WATERTOWN—At the 8th annual Perkins School for the Blind Science Fair on May 3, Michael Yudin, Acting Assistant Secretary for Special Education and Rehabilitative Services, U.S. Department of Education, came from Washington, D.C., to carry the president's message encouraging both students and teachers to focus on science and mathematics disciplines.
"The president has said that STEM—science, technology, engineering and math—are so critical to our country," Yudin told the a gathering of about 100 students and staff, including more than two dozen students who submitted to the science fair. "It's critical for our ability to compete in the global economy.
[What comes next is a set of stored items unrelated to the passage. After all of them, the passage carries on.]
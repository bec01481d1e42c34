use std::{
    collections::HashSet,
    io::{self, Write},
    sync::OnceLock,
};

use log::trace;
use regex_lite::Regex;

fn download_line() -> &'static Regex {
    static RE: OnceLock<Regex> = OnceLock::new();
    RE.get_or_init(|| Regex::new(r"(?m)^(\S+)\s+\(download\)$").unwrap())
}

/// Forwards everything written to it and remembers the packages that
/// `go get -v` reports as freshly downloaded.
///
/// Each chunk is scanned on its own. A `<pkg> (download)` line that arrives
/// split over two writes is forwarded intact but not recorded.
pub struct DownloadRecorder<W> {
    downloads: HashSet<String>,
    writer: W,
}

impl<W: Write> DownloadRecorder<W> {
    pub fn new(writer: W) -> Self {
        DownloadRecorder {
            downloads: HashSet::new(),
            writer,
        }
    }

    /// Recorded packages, in no particular order.
    pub fn downloads(&self) -> Vec<String> {
        self.downloads.iter().cloned().collect()
    }

    pub fn into_inner(self) -> W {
        self.writer
    }
}

impl<W: Write> Write for DownloadRecorder<W> {
    fn write(&mut self, buf: &[u8]) -> io::Result<usize> {
        let chunk = String::from_utf8_lossy(buf);
        for captures in download_line().captures_iter(&chunk) {
            let pkg = &captures[1];
            if self.downloads.insert(pkg.to_owned()) {
                trace!("Recorded download of {pkg}");
            }
        }
        self.writer.write_all(buf)?;
        Ok(buf.len())
    }

    fn flush(&mut self) -> io::Result<()> {
        self.writer.flush()
    }
}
That we need more scientists."
Students from Perkins Secondary, Lower School and Deafblind Programs demonstrated to Yudin and Science Fair judges their science projects that ranged from measuring audio amplification of tin cans, to exploding soda bottles, to exploring biodiversity in succulent plants. Judges included a Dr. Amy Bower, a Woods Hole Oceanographic Institution physical oceanographer who is blind.
At the afternoon awards assembly, Yudin expanded his message to include all aspects of education for students with disabilities. The United States currently ranks 14th worldwide in college completions. President Obama's goal to be first in the world by 2020. "There's no way we're going to reach that goal," said Yudin, "if we don't do better at improving outcomes for the millions of kids with disabilities in this country that absolutely can and should graduate from high school, college-career-ready, and go on to succeed in post-secondary education."
Yudin observed Perkins education programs in a local public school and toured the Watertown campus, including the Lower School and Grousbeck Center for Students & Technology, which utilize state-of-the-art technology to give students relevant, accessible learning experiences. "Perkins has been at the cutting edge of special education for 184 years," said Perkins President Steven Rothstein. "It is vital that our leaders in Washington witness first-hand that students who are visually impaired have amazing potential, equal to that of their sighted peers. We are honored that Secretary Yudin visited with Perkins scholars."